- **ABOUT THIS TASK**: Using the data below, copy each line that includes the word "rusqlite".

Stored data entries

------------------------

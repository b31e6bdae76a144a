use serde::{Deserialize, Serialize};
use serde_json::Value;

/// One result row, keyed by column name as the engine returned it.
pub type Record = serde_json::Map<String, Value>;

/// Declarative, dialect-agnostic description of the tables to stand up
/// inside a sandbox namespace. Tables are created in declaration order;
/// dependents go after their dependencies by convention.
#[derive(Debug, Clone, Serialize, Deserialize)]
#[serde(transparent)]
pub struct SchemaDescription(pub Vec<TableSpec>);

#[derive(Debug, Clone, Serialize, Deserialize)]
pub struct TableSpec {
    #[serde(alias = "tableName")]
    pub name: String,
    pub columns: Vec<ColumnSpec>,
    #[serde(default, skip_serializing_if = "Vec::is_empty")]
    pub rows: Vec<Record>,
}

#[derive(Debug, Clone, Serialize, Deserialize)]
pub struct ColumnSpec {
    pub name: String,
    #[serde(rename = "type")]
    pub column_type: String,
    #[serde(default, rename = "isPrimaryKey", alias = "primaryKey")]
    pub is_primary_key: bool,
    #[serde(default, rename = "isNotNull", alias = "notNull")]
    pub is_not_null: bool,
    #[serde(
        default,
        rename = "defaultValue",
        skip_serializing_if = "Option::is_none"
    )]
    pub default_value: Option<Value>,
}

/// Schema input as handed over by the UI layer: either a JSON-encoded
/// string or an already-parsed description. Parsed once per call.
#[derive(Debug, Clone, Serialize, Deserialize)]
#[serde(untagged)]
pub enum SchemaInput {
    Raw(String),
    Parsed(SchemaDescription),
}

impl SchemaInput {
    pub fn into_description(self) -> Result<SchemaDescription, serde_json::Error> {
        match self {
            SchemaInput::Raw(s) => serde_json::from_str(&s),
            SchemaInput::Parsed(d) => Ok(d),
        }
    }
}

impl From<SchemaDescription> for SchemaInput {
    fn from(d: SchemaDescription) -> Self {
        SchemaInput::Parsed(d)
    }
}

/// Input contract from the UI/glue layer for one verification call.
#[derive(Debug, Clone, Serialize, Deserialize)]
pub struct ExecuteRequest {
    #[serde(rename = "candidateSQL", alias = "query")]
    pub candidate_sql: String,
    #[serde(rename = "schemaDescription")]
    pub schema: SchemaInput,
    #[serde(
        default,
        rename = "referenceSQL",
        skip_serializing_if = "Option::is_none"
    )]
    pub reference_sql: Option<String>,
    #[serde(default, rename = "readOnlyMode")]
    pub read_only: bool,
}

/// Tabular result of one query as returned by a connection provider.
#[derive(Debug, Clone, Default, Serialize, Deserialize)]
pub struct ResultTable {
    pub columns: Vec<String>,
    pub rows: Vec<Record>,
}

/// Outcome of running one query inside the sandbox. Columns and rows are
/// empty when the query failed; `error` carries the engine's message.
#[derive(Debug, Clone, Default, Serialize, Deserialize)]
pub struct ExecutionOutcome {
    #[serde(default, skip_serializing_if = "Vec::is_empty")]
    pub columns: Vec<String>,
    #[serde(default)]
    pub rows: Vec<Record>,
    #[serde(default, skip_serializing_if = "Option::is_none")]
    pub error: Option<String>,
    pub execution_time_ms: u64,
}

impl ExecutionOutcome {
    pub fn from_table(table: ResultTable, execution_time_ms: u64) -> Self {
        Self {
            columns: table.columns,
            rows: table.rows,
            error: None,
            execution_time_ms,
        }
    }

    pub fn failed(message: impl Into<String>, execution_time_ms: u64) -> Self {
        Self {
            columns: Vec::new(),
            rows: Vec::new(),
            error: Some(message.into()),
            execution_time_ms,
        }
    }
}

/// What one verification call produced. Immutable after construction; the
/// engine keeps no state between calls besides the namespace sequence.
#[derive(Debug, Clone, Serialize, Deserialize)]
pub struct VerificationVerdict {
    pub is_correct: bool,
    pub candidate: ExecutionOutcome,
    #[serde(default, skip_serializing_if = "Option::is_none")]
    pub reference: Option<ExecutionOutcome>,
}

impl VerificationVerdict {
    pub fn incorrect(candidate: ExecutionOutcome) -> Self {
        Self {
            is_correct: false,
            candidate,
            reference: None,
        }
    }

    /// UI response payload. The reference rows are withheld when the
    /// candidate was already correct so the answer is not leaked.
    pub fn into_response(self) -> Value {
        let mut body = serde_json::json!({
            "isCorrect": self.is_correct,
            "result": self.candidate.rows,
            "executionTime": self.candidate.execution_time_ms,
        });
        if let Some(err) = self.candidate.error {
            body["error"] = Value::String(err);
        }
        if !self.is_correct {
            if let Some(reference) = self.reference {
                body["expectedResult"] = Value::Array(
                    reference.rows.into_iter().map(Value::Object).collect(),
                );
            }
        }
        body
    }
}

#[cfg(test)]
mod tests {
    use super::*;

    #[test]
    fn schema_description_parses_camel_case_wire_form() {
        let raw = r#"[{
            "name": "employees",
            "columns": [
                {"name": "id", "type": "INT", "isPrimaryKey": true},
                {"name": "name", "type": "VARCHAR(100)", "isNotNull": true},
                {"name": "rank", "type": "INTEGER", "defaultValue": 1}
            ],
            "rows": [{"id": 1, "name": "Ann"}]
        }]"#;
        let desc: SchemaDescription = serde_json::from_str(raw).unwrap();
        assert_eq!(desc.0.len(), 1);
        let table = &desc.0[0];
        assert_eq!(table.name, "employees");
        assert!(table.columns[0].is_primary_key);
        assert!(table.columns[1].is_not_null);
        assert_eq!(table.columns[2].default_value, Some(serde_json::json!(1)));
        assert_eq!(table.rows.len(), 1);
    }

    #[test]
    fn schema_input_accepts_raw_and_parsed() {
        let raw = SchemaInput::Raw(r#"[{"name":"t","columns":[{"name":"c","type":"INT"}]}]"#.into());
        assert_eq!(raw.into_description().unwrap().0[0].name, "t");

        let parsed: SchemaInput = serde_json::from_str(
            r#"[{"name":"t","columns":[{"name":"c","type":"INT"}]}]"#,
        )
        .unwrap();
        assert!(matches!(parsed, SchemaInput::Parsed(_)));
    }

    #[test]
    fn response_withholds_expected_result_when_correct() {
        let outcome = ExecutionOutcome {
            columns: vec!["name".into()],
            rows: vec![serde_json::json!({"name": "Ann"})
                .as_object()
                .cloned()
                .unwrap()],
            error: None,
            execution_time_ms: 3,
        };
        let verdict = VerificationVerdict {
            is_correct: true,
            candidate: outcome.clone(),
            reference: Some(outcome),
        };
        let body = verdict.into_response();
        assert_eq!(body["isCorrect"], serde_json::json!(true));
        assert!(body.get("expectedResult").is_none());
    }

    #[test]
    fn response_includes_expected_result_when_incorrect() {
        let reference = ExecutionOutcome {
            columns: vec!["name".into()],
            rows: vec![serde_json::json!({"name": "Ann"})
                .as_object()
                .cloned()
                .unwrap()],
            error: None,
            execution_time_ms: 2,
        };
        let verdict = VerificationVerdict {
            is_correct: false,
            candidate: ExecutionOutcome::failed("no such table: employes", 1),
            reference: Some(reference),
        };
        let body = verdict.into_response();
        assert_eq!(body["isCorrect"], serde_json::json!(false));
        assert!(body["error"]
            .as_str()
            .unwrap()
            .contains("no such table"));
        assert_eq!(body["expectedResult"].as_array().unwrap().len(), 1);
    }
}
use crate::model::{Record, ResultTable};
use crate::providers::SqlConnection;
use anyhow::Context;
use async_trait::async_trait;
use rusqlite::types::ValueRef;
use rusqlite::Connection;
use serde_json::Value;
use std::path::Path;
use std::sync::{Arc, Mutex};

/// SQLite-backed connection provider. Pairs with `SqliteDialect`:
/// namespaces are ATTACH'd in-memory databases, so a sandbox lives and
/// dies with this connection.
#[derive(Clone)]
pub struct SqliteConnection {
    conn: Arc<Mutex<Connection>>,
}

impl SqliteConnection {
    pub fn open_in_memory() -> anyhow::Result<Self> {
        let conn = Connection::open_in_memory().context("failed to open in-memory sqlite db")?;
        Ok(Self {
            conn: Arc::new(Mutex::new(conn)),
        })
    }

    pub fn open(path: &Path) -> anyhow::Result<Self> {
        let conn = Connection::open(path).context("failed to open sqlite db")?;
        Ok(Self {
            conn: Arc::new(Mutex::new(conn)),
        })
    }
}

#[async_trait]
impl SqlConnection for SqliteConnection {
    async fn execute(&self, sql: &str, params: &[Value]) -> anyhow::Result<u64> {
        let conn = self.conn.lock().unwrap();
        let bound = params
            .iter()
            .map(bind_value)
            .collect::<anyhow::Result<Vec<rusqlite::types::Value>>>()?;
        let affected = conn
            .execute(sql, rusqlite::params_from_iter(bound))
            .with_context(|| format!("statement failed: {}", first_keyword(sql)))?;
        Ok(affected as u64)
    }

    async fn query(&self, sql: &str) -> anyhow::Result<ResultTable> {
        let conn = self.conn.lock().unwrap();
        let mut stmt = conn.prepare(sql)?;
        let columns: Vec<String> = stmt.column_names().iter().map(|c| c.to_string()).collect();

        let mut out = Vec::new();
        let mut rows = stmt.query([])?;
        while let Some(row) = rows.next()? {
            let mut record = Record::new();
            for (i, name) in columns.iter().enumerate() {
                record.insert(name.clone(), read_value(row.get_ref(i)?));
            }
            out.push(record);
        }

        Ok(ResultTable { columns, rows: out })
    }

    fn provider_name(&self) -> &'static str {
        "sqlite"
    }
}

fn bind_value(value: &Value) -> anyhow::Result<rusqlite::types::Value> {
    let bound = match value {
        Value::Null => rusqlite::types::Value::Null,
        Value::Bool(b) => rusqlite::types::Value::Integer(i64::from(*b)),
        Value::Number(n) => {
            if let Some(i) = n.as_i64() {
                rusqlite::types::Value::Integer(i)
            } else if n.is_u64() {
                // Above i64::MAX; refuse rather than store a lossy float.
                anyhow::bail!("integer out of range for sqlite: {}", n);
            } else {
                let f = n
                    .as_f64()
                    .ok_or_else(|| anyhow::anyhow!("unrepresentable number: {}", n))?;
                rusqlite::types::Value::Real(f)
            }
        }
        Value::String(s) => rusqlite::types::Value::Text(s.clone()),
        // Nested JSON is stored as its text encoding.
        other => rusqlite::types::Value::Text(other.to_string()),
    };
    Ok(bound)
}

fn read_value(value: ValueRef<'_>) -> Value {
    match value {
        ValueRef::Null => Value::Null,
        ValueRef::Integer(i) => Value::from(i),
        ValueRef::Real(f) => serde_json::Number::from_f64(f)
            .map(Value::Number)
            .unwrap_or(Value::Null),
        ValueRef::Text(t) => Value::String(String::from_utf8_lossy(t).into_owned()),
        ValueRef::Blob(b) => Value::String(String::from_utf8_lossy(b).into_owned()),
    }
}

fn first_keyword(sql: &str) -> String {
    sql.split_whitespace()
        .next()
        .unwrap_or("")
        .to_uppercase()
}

------------------------

- **REPLY TO THE EXERCISE**:
use rusqlite::types::ValueRef;
use rusqlite::Connection;
            .collect::<anyhow::Result<Vec<rusqlite::types::Value>>>()?;
            .execute(sql, rusqlite::params_from_iter(bound))
fn bind_value(value: &Value) -> anyhow::Result<rusqlite::types::Value> {
        Value::Null => rusqlite::types::Value::Null,
        Value::Bool(b) => rusqlite::types::Value::Integer(i64::from(*b)),
                rusqlite::types::Value::Integer(i)
                rusqlite::types::Value::Real(f)
        Value::String(s) => rusqlite::types::Value::Text(s.clone()),
        other => rusqlite::types::Value::Text(other.to_string()),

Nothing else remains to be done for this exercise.